Data >>
//! Strata Graph - Class graph and layered layout
//!
//! This crate turns the tag tables held by [`strata_core::ProjectState`]
//! into a class inheritance graph and positions every class on a layered
//! canvas.
//!
//! # Architecture
//!
//! ```text
//! ProjectState
//!     │
//!     ├──> ClassGraphBuilder
//!     │      ├─ one node per class tag, id "{file}-{tag index}"
//!     │      ├─ methods/objects attached from the containment index
//!     │      └─ parent → child edges from connected parent references
//!     │
//!     ├──> LayeredLayout
//!     │      ├─ one retained parent per node, cycles broken at local roots
//!     │      └─ levels spaced vertically, nodes centered horizontally
//!     │
//!     └──> GraphSnapshot / export document
//! ```
//!
//! # Example
//!
//! ```
//! use strata_core::{ClassRef, ContainmentIndex, SymbolTag, TagKey, TagStore};
//! use strata_graph::{ClassGraphBuilder, LayeredLayout};
//!
//! let tags: TagStore = [(0, vec![
//!     SymbolTag::class("Animal", vec![]),
//!     SymbolTag::class("Dog", vec![ClassRef::Connected(TagKey::new(0, 0))]),
//! ])].into_iter().collect();
//! let containment = ContainmentIndex::new();
//!
//! let graph = ClassGraphBuilder::new(&tags, &containment).build().graph;
//! let layout = LayeredLayout::default()
//!     .compute(graph.nodes().map(|n| n.id.as_str()), &graph.export_edges());
//!
//! assert_eq!(layout.level_of("0-1"), Some(1));
//! ```

mod builder;
mod edge;
pub mod export;
mod graph;
mod key_index;
mod layout;
mod node;
mod rebuild;

pub use builder::{BuildOutput, ClassGraphBuilder};
pub use edge::{Edge, GraphEdge};
pub use export::ExportError;
pub use graph::{ClassGraph, GraphSnapshot, GraphStats, NodeId};
pub use key_index::KeyIndex;
pub use layout::{LayeredLayout, Layout, LayoutConfig, LayoutSlot};
pub use node::{GraphNode, MethodSummary, ObjectSummary, Position};
pub use rebuild::Rebuild;
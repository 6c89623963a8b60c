use crate::graph::NodeId;
use std::collections::{BTreeSet, HashMap};
use strata_core::{FileId, TagKey};

/// Resolves tag keys to graph nodes.
///
/// Node ids, member attachment and parent resolution all go through this
/// table, so every lookup uses the tag's original index in its file.
#[derive(Debug, Default, Clone)]
pub struct KeyIndex {
    by_key: HashMap<TagKey, NodeId>,

    /// Files that declare at least one class.
    files: BTreeSet<FileId>,
}

impl KeyIndex {
    pub fn new() -> Self {
        Self::default()
    }

    /// Registers the node for a class tag.
    pub fn insert(&mut self, key: TagKey, id: NodeId) {
        self.by_key.insert(key, id);
        self.files.insert(key.file);
    }

    pub fn resolve(&self, key: TagKey) -> Option<NodeId> {
        self.by_key.get(&key).copied()
    }

    /// Number of files that declare at least one class.
    pub fn file_count(&self) -> usize {
        self.files.len()
    }
}

#[cfg(test)]
mod tests {
    use super::*;

    #[test]
    fn test_insert_resolve() {
        let mut index = KeyIndex::new();
        let key = TagKey::new(2, 5);
        let id = NodeId::new(1);

        index.insert(key, id);

        assert_eq!(index.resolve(key), Some(id));
        assert_eq!(index.resolve(TagKey::new(2, 4)), None);
        assert_eq!(index.file_count(), 1);

        index.insert(TagKey::new(2, 7), NodeId::new(2));
        index.insert(TagKey::new(0, 0), NodeId::new(0));
        assert_eq!(index.file_count(), 2);
    }
}
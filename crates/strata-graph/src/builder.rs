//! Class graph builder.
//!
//! Derives the class graph from the tag store and the containment index in
//! three passes:
//! 1. Discover a node for every class tag
//! 2. Attach contained functions and objects as members
//! 3. Resolve connected parent references into inheritance edges
//!
//! The builder is a pure function of its inputs. Entries that cannot be
//! resolved are skipped and reported as diagnostics.

use crate::edge::Edge;
use crate::graph::ClassGraph;
use crate::node::{GraphNode, MethodSummary, ObjectSummary};
use strata_core::{
    languages, ClassRef, ContainmentIndex, Diagnostic, ProjectState, SymbolTag, TagKey, TagStore,
};
use tracing::{debug, warn};

/// Result of one build.
#[derive(Debug, Default)]
pub struct BuildOutput {
    pub graph: ClassGraph,
    pub diagnostics: Vec<Diagnostic>,
}

/// Builds a [`ClassGraph`] from indexed tags.
pub struct ClassGraphBuilder<'a> {
    tags: &'a TagStore,
    containment: &'a ContainmentIndex,
    /// File paths by file id, used for node paths and built-in type names.
    files: &'a [String],
}

impl<'a> ClassGraphBuilder<'a> {
    /// Creates a builder over a tag store and containment index.
    pub fn new(tags: &'a TagStore, containment: &'a ContainmentIndex) -> Self {
        Self {
            tags,
            containment,
            files: &[],
        }
    }

    /// Creates a builder over the current project state.
    pub fn from_state(state: &'a ProjectState) -> Self {
        Self::new(state.tags(), state.containment()).with_files(state.files())
    }

    pub fn with_files(mut self, files: &'a [String]) -> Self {
        self.files = files;
        self
    }

    /// Runs all three passes and returns the graph.
    pub fn build(&self) -> BuildOutput {
        let mut output = BuildOutput::default();

        self.discover_nodes(&mut output.graph);
        self.attach_members(&mut output.graph, &mut output.diagnostics);
        self.resolve_edges(&mut output.graph, &mut output.diagnostics);

        debug!(
            "Built class graph: {} nodes, {} edges, {} diagnostics",
            output.graph.node_count(),
            output.graph.edge_count(),
            output.diagnostics.len()
        );

        output
    }

    fn discover_nodes(&self, graph: &mut ClassGraph) {
        for (key, tag) in self.tags.classes() {
            let node = GraphNode::new(key.node_id(), tag.name())
                .with_file(self.file_path(key.file).map(str::to_string));
            graph.add_node(key, node);
        }
    }

    fn attach_members(&self, graph: &mut ClassGraph, diagnostics: &mut Vec<Diagnostic>) {
        for (owner, children) in self.containment.iter() {
            let Some(index) = graph.index_of(owner) else {
                let diagnostic = Diagnostic::UnknownOwner { owner };
                warn!("{}", diagnostic);
                diagnostics.push(diagnostic);
                continue;
            };

            let mut methods = Vec::new();
            let mut objects = Vec::new();

            for &child in children {
                match self.tags.get(child) {
                    Some(SymbolTag::Function { name, class }) => methods.push(MethodSummary {
                        name: name.clone(),
                        return_type: self.type_name(child, class.as_ref()),
                    }),
                    Some(SymbolTag::Object { name, class }) => objects.push(ObjectSummary {
                        name: name.clone(),
                        type_name: self.type_name(child, class.as_ref()),
                    }),
                    Some(SymbolTag::Class { name, .. }) => {
                        debug!("Ignoring nested class {} inside {}", name, owner);
                    }
                    None => {
                        let diagnostic = Diagnostic::DanglingChildReference { owner, child };
                        warn!("{}", diagnostic);
                        diagnostics.push(diagnostic);
                    }
                }
            }

            if let Some(node) = graph.get_mut(index) {
                node.methods = methods;
                node.objects = objects;
            }
        }
    }

    fn resolve_edges(&self, graph: &mut ClassGraph, diagnostics: &mut Vec<Diagnostic>) {
        // Collect first; the graph cannot be borrowed while edges are added.
        let mut edges_to_add = Vec::new();

        for (child, tag) in self.tags.classes() {
            let Some(child_index) = graph.index_of(child) else {
                continue;
            };

            for (slot, parent) in tag.parents().iter().enumerate() {
                let Some(parent_key) = parent.connected() else {
                    continue;
                };

                match graph.index_of(parent_key) {
                    Some(parent_index) => {
                        edges_to_add.push((parent_index, child_index, Edge::new(slot)))
                    }
                    None => {
                        let diagnostic = Diagnostic::UnresolvedParent {
                            child,
                            parent: parent_key,
                        };
                        debug!("{}", diagnostic);
                        diagnostics.push(diagnostic);
                    }
                }
            }
        }

        for (parent, child, edge) in edges_to_add {
            graph.add_edge(parent, child, edge);
        }
    }

    /// Display name for a member's type reference.
    fn type_name(&self, member: TagKey, class: Option<&ClassRef>) -> Option<String> {
        match class? {
            ClassRef::Undiscovered(name) => Some(name.clone()),
            ClassRef::Connected(key) => self.tags.get(*key).map(|tag| tag.name().to_string()),
            ClassRef::DataType(id) => {
                let path = self.file_path(member.file)?;
                languages::data_type_name(path, *id).map(str::to_string)
            }
        }
    }

    fn file_path(&self, file: usize) -> Option<&'a str> {
        self.files.get(file).map(String::as_str)
    }
}
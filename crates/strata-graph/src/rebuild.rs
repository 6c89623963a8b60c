//! Full recompute of derived state.

use crate::builder::ClassGraphBuilder;
use crate::graph::{ClassGraph, GraphSnapshot, GraphStats};
use crate::layout::{LayeredLayout, Layout, LayoutConfig};
use std::time::Instant;
use strata_core::{Diagnostic, ProjectState};
use tracing::info;

/// Everything derived from one project state.
#[derive(Debug, Default)]
pub struct Rebuild {
    pub graph: ClassGraph,
    pub layout: Layout,
    pub diagnostics: Vec<Diagnostic>,
}

impl Rebuild {
    /// Builds the class graph and lays it out.
    ///
    /// Nothing is patched: the graph, member lists and positions are
    /// recomputed from scratch on every call.
    pub fn run(state: &ProjectState, config: &LayoutConfig) -> Self {
        let start = Instant::now();

        let output = ClassGraphBuilder::from_state(state).build();
        let mut graph = output.graph;

        let edges = graph.export_edges();
        let ids = graph.nodes().map(|node| node.id.as_str());
        let layout = LayeredLayout::new(*config).compute(ids, &edges);
        graph.apply_layout(&layout);

        info!(
            "Rebuilt class graph in {:?} ({} classes, {} inheritance edges, {} levels)",
            start.elapsed(),
            graph.node_count(),
            graph.edge_count(),
            layout.levels().len()
        );

        Self {
            graph,
            layout,
            diagnostics: output.diagnostics,
        }
    }

    pub fn snapshot(&self) -> GraphSnapshot {
        self.graph.snapshot()
    }

    pub fn stats(&self) -> GraphStats {
        self.graph.stats()
    }
}
//! Object identifier type for H.245 signaling

use serde::{Deserialize, Serialize};
use std::fmt;

/// ASN.1 OBJECT IDENTIFIER value, held as its pre-encoded contents
/// octets. The PER layer carries identifiers opaquely; arc-level
/// decomposition belongs to the layers above.
#[derive(Debug, Clone, Default, PartialEq, Eq, Serialize, Deserialize)]
pub struct ObjectIdent {
    #[serde(with = "serde_bytes")]
    data: Vec<u8>,
}

impl ObjectIdent {
    /// Construct an object identifier from its contents octets.
    pub fn new(data: Vec<u8>) -> Self {
        Self { data }
    }

    /// Get the contents octets.
    pub fn as_bytes(&self) -> &[u8] {
        &self.data
    }

    /// The number of contents octets.
    pub fn len(&self) -> usize {
        self.data.len()
    }

    /// `true` if the identifier holds no octets.
    pub fn is_empty(&self) -> bool {
        self.data.is_empty()
    }
}

impl fmt::Display for ObjectIdent {
    fn fmt(&self, f: &mut fmt::Formatter<'_>) -> fmt::Result {
        for byte in &self.data {
            write!(f, "{:02X} ", byte)?;
        }
        Ok(())
    }
}
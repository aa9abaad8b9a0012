//! Value types carried by H.245 PER-encoded messages

pub mod octet_string;
pub mod bit_string;
pub mod char_string;
pub mod object_ident;

// Re-export types
pub use octet_string::OctetString;
pub use bit_string::BitString;
pub use char_string::CharString;
pub use object_ident::ObjectIdent;
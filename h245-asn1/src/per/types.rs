//! PER wire-machinery types for H.245 signaling

use crate::error::{H245Error, H245Result};
use h245_core::datatypes::BitString;

/// One fragment-count unit of the fragmented length determinant form.
pub(crate) const FRAGMENT_UNIT: usize = 16384;

/// Largest value the normally-small inline form can carry in 6 bits.
pub(crate) const NORM_SMALL_MAX: u32 = 63;

/// Minimal bit width that can carry any offset in `0..=range`.
/// A range of 0 (single legal value) needs no bits at all.
pub(crate) fn bits_for_range(range: u64) -> u32 {
    if range == 0 {
        0
    } else {
        64 - range.leading_zeros()
    }
}

/// Extension bitmap for an extensible SEQUENCE: one presence flag per
/// extension-addition slot the *sender* declared, in schema order,
/// plus a count of how many slots this decoder has consumed so far.
///
/// A map is created once per extensible-type decode (see
/// [`InStream::get_unknown_sig_map`](crate::per::InStream::get_unknown_sig_map)),
/// advanced as the generated driver works through the known additions,
/// and finally consumed by
/// [`skip_unread_extensions`](crate::per::InStream::skip_unread_extensions),
/// which discards whatever a newer peer appended beyond that.
#[derive(Debug, Clone)]
pub struct UnknownSigMap {
    option_flags: BitString,
    extensions_read: usize,
}

impl UnknownSigMap {
    /// Build a map over already-decoded presence flags.
    pub fn new(option_flags: BitString) -> Self {
        Self {
            option_flags,
            extensions_read: 0,
        }
    }

    /// The number of extension-addition slots the sender declared.
    pub fn size(&self) -> usize {
        self.option_flags.num_bits()
    }

    /// The presence flag at `index`.
    pub fn value(&self, index: usize) -> H245Result<bool> {
        if index >= self.size() {
            return Err(H245Error::SigMap(format!(
                "flag index {} out of bounds (size: {})",
                index,
                self.size()
            )));
        }
        self.option_flags.get_bit(index)
    }

    /// How many extension slots have been consumed so far.
    pub fn extensions_read(&self) -> usize {
        self.extensions_read
    }

    /// Mark the next extension slot as consumed.
    pub fn advance(&mut self) -> H245Result<()> {
        if self.extensions_read >= self.size() {
            return Err(H245Error::SigMap(format!(
                "all {} extension slots already read",
                self.size()
            )));
        }
        self.extensions_read += 1;
        Ok(())
    }
}
//! Core types and utilities for the H.245 PER signaling stack
//!
//! This crate provides the fundamental value types and error handling
//! used throughout the H.245 implementation.

pub mod error;
pub mod datatypes;

pub use error::{H245Error, H245Result};
pub use datatypes::{BitString, CharString, ObjectIdent, OctetString};
#[cfg(test)]
mod tests {
    use super::*;

    #[test]
    fn test_write_bits_patterns() {
        let mut stream = OutStream::new();
        for i in 0..8 {
            stream.write_bit(i % 2 == 0);
        }
        assert_eq!(stream.into_bytes(), vec![0xAA]);

        let mut stream = OutStream::new();
        stream.write_bits(0b101, 3);
        assert_eq!(stream.len_octets(), 1);
        assert_eq!(stream.into_bytes(), vec![0b101_00000]);
    }

    #[test]
    fn test_integer_widths() {
        // Single legal value: zero bits.
        let mut stream = OutStream::new();
        stream.put_integer(0, 0, 0).unwrap();
        assert_eq!(stream.bit_position(), 0);

        // [0, 1]: exactly one bit.
        let mut stream = OutStream::new();
        stream.put_integer(0, 1, 1).unwrap();
        assert_eq!(stream.bit_position(), 1);

        // [0, 255]: exactly eight bits.
        let mut stream = OutStream::new();
        stream.put_integer(0, 255, 200).unwrap();
        assert_eq!(stream.bit_position(), 8);
        assert_eq!(stream.into_bytes(), vec![200]);
    }

    #[test]
    fn test_put_integer_out_of_range() {
        let mut stream = OutStream::new();
        assert!(matches!(
            stream.put_integer(10, 20, 21),
            Err(H245Error::OutOfRange(_))
        ));
    }

    #[test]
    fn test_length_det_boundaries() {
        let mut stream = OutStream::new();
        stream.put_length_det(127).unwrap();
        assert_eq!(stream.into_bytes(), vec![0x7F]);

        let mut stream = OutStream::new();
        stream.put_length_det(128).unwrap();
        assert_eq!(stream.into_bytes(), vec![0x80, 0x80]);

        let mut stream = OutStream::new();
        stream.put_length_det(16383).unwrap();
        assert_eq!(stream.into_bytes(), vec![0xBF, 0xFF]);

        let mut stream = OutStream::new();
        stream.put_length_det(16384).unwrap();
        assert_eq!(stream.into_bytes(), vec![0xC1, 0x00]);

        // 4 * 16384 + 5 = one maximal fragment plus a short remainder.
        let mut stream = OutStream::new();
        stream.put_length_det(4 * 16384 + 5).unwrap();
        assert_eq!(stream.into_bytes(), vec![0xC4, 0x05]);
    }

    #[test]
    fn test_norm_small_boundary() {
        // 63 fits the 6-bit inline form: 7 bits total.
        let mut stream = OutStream::new();
        stream.put_norm_small_value(63).unwrap();
        assert_eq!(stream.bit_position(), 7);
        assert_eq!(stream.into_bytes(), vec![0b0_111111_0]);

        // 64 needs the length-determinant form: 9 bits total.
        let mut stream = OutStream::new();
        stream.put_norm_small_value(64).unwrap();
        assert_eq!(stream.bit_position(), 9);
    }

    #[test]
    fn test_write_octets_reorder() {
        let mut stream = OutStream::new();
        stream.write_octets(&[0x01, 0x02, 0x03], true);
        assert_eq!(stream.into_bytes(), vec![0x03, 0x02, 0x01]);
    }

    #[test]
    fn test_buffer_growth_preserves_content() {
        let payload: Vec<u8> = (0u16..200).map(|i| (i % 251) as u8).collect();
        let mut growing = OutStream::new();
        let mut presized = OutStream::with_capacity(payload.len());
        for octet in &payload {
            growing.write_bits(u32::from(*octet), 8);
            presized.write_bits(u32::from(*octet), 8);
        }
        assert_eq!(growing.into_bytes(), presized.into_bytes());
    }

    #[test]
    fn test_put_open_type_wraps_payload() {
        let mut temp = OutStream::new();
        temp.put_integer(0, 255, 0x42).unwrap();
        let mut stream = OutStream::new();
        stream.put_open_type(temp).unwrap();
        assert_eq!(stream.into_bytes(), vec![0x01, 0x42]);
    }

    #[test]
    fn test_put_extension_null() {
        let mut stream = OutStream::new();
        stream.put_extension_null().unwrap();
        assert_eq!(stream.into_bytes(), vec![0x00]);
    }

    #[test]
    fn test_put_bit_string_pads_tail() {
        // 10 bits: one whole octet plus 2 tail bits, zero-padded.
        let bs = BitString::new(vec![0xFF, 0xFF], 10).unwrap();
        let mut stream = OutStream::new();
        stream.put_bit_string(false, 10, 10, &bs).unwrap();
        assert_eq!(stream.into_bytes(), vec![0xFF, 0xC0]);
    }
}
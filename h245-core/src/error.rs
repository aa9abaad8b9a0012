use thiserror::Error;

/// Main error type for H.245 PER operations
#[derive(Error, Debug)]
pub enum H245Error {
    #[error("Buffer exhausted: {0}")]
    BufferExhausted(String),

    #[error("Value out of range: {0}")]
    OutOfRange(String),

    #[error("Malformed length determinant: {0}")]
    MalformedLength(String),

    #[error("Signature map error: {0}")]
    SigMap(String),

    #[error("Protocol error: {0}")]
    Protocol(String),
}

/// Result type alias for H.245 PER operations
pub type H245Result<T> = Result<T, H245Error>;
//! ASN.1 PER processing for H.245 signaling
//!
//! This crate implements the ITU-T X.691 Packed Encoding Rules subset
//! used by H.245-style control signaling inside a 3G-324M stack: the
//! bit-level stream cursors, the general length determinant, the
//! normally-small biased encoding, the scalar and composite value
//! codecs, and the extension (signature map) machinery that lets an
//! older decoder skip additions made by a newer peer.
//!
//! Generated per-message drivers sequence calls into [`per::InStream`]
//! and [`per::OutStream`] in schema-declared field order, supplying all
//! bounds and alphabets as schema-literal constants.

pub mod error;
pub mod per;

pub use error::{H245Error, H245Result};
pub use per::{InStream, OutStream, UnknownSigMap};
#![allow(dead_code)]

use lopdf::content::{Content, Operation};
use lopdf::{dictionary, Document, Object, Stream, StringFormat};
use receipt_mailer::CliConfig;
use std::path::Path;

pub const TWO_FIELD_LAYOUT: &str = r#"{
    "fields": {
        "name": {"x_pct": 0.1, "y_pct": 0.1},
        "amount": {"x_pct": 0.1, "y_pct": 0.2}
    }
}"#;

pub const RECEIPT_CONFIG: &str = r#"{
    "from_name": "Student Council",
    "from_email": "council@example.org",
    "from_title": "Treasurer",
    "semester": "Spring 2026",
    "email_subject": "Official Receipt {receipt_number}"
}"#;

pub const EMAIL_BODY: &str =
    "Dear {student_first_name},\n\nThank you for your contribution of {amount}.\n\n{from_name}\n{from_title}\n";

/// A letter-sized one-page PDF with a heading, standing in for the receipt template.
pub fn template_pdf() -> Vec<u8> {
    let mut doc = Document::with_version("1.7");
    let pages_id = doc.new_object_id();
    let font_id = doc.add_object(dictionary! {
        "Type" => "Font",
        "Subtype" => "Type1",
        "BaseFont" => "Helvetica-Bold",
    });
    let resources_id = doc.add_object(dictionary! {
        "Font" => dictionary! { "F1" => font_id },
    });
    let content = Content {
        operations: vec![
            Operation::new("BT", vec![]),
            Operation::new("Tf", vec!["F1".into(), 20.into()]),
            Operation::new("Td", vec![72.into(), 720.into()]),
            Operation::new(
                "Tj",
                vec![Object::String(b"RECEIPT".to_vec(), StringFormat::Literal)],
            ),
            Operation::new("ET", vec![]),
        ],
    };
    let content_id = doc.add_object(Stream::new(dictionary! {}, content.encode().unwrap()));
    let page_id = doc.add_object(dictionary! {
        "Type" => "Page",
        "Parent" => pages_id,
        "MediaBox" => vec![0.into(), 0.into(), 612.into(), 792.into()],
        "Contents" => content_id,
        "Resources" => resources_id,
    });
    doc.objects.insert(
        pages_id,
        Object::Dictionary(dictionary! {
            "Type" => "Pages",
            "Kids" => vec![page_id.into()],
            "Count" => 1i64,
        }),
    );
    let catalog_id = doc.add_object(dictionary! {
        "Type" => "Catalog",
        "Pages" => pages_id,
    });
    doc.trailer.set("Root", catalog_id);

    let mut bytes = Vec::new();
    doc.save_to(&mut bytes).unwrap();
    bytes
}

/// Writes a complete set of inputs under `dir` and returns matching CLI settings.
pub fn fixture(dir: &Path, students_csv: &str, positions: &str) -> CliConfig {
    let excel = dir.join("students.csv");
    let template = dir.join("Receipt Template.pdf");
    let config = dir.join("receipt_config.json");
    let positions_path = dir.join("template_positions.json");
    let body = dir.join("email_template.txt");
    let output = dir.join("receipts");

    std::fs::write(&excel, students_csv).unwrap();
    std::fs::write(&template, template_pdf()).unwrap();
    std::fs::write(&config, RECEIPT_CONFIG).unwrap();
    std::fs::write(&positions_path, positions).unwrap();
    std::fs::write(&body, EMAIL_BODY).unwrap();

    CliConfig {
        excel: excel.display().to_string(),
        template: template.display().to_string(),
        output: output.display().to_string(),
        config: config.display().to_string(),
        positions: positions_path.display().to_string(),
        email_template: body.display().to_string(),
        send: false,
        verbose: false,
        log_json: false,
    }
}

pub fn output_files(config: &CliConfig) -> Vec<String> {
    let mut names: Vec<String> = std::fs::read_dir(&config.output)
        .unwrap()
        .map(|entry| entry.unwrap().file_name().to_string_lossy().to_string())
        .collect();
    names.sort();
    names
}

/// Decoded text operands drawn on the first page of `pdf`.
pub fn drawn_text(pdf: &[u8]) -> Vec<String> {
    let doc = Document::load_mem(pdf).unwrap();
    let page_id = *doc.get_pages().values().next().unwrap();
    let content = Content::decode(&doc.get_page_content(page_id).unwrap()).unwrap();
    content
        .operations
        .iter()
        .filter(|op| op.operator == "Tj")
        .filter_map(|op| op.operands.first())
        .filter_map(|operand| operand.as_str().ok())
        .map(|bytes| String::from_utf8_lossy(bytes).to_string())
        .collect()
}
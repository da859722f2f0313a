use crate::utils::error::{ReceiptError, Result};
use crate::utils::validation::{validate_non_empty_string, validate_required_field};

pub const DEFAULT_HOST: &str = "smtp.gmail.com";
pub const DEFAULT_PORT: u16 = 587;

#[derive(Debug, Clone, Copy, PartialEq, Eq)]
pub enum SmtpSecurity {
    StartTls,
    Tls,
    None,
}

impl std::str::FromStr for SmtpSecurity {
    type Err = ReceiptError;

    fn from_str(value: &str) -> Result<Self> {
        match value.trim().to_lowercase().as_str() {
            "" | "starttls" => Ok(Self::StartTls),
            "tls" | "ssl" => Ok(Self::Tls),
            "none" | "plain" => Ok(Self::None),
            other => Err(ReceiptError::InvalidConfigValueError {
                field: "SMTP_SECURITY".to_string(),
                value: other.to_string(),
                reason: "Expected one of: starttls, tls, none".to_string(),
            }),
        }
    }
}

#[derive(Clone)]
pub struct SmtpSettings {
    pub host: String,
    pub port: u16,
    pub username: Option<String>,
    pub password: Option<String>,
    pub security: SmtpSecurity,
}

impl std::fmt::Debug for SmtpSettings {
    fn fmt(&self, f: &mut std::fmt::Formatter<'_>) -> std::fmt::Result {
        f.debug_struct("SmtpSettings")
            .field("host", &self.host)
            .field("port", &self.port)
            .field("username", &self.username)
            .field("password", &self.password.as_ref().map(|_| "***"))
            .field("security", &self.security)
            .finish()
    }
}

impl SmtpSettings {
    /// Reads `SMTP_HOST`, `SMTP_PORT`, `SMTP_USER`, `SMTP_PASSWORD` and `SMTP_SECURITY`.
    pub fn from_env() -> Result<Self> {
        Self::from_lookup(|key| std::env::var(key).ok())
    }

    pub fn from_lookup<F>(lookup: F) -> Result<Self>
    where
        F: Fn(&str) -> Option<String>,
    {
        let non_blank = |key: &str| lookup(key).filter(|v| !v.trim().is_empty());

        let host = non_blank("SMTP_HOST").unwrap_or_else(|| DEFAULT_HOST.to_string());
        validate_non_empty_string("SMTP_HOST", &host)?;

        let port = match non_blank("SMTP_PORT") {
            Some(raw) => raw
                .trim()
                .parse::<u16>()
                .map_err(|e| ReceiptError::InvalidConfigValueError {
                    field: "SMTP_PORT".to_string(),
                    value: raw.clone(),
                    reason: e.to_string(),
                })?,
            None => DEFAULT_PORT,
        };

        let security = non_blank("SMTP_SECURITY")
            .map(|raw| raw.parse::<SmtpSecurity>())
            .transpose()?
            .unwrap_or(SmtpSecurity::StartTls);

        let username = non_blank("SMTP_USER");
        let password = non_blank("SMTP_PASSWORD");

        // Unauthenticated relays are only accepted on plain connections.
        if security != SmtpSecurity::None {
            validate_required_field("SMTP_USER", &username)?;
            validate_required_field("SMTP_PASSWORD", &password)?;
        }

        Ok(Self {
            host,
            port,
            username,
            password,
            security,
        })
    }
}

Aim of the exercise >>
What you give back should be exactly the lines of the data above from the line with "stream.write_bits(0b101, 3);" through the line with "value: zero bits.", both of those included, and nothing more.

Written reply >>
        stream.write_bits(0b101, 3);
        assert_eq!(stream.len_octets(), 1);
        assert_eq!(stream.into_bytes(), vec![0b101_00000]);
    }

    #[test]
    fn test_integer_widths() {
        // Single legal value: zero bits.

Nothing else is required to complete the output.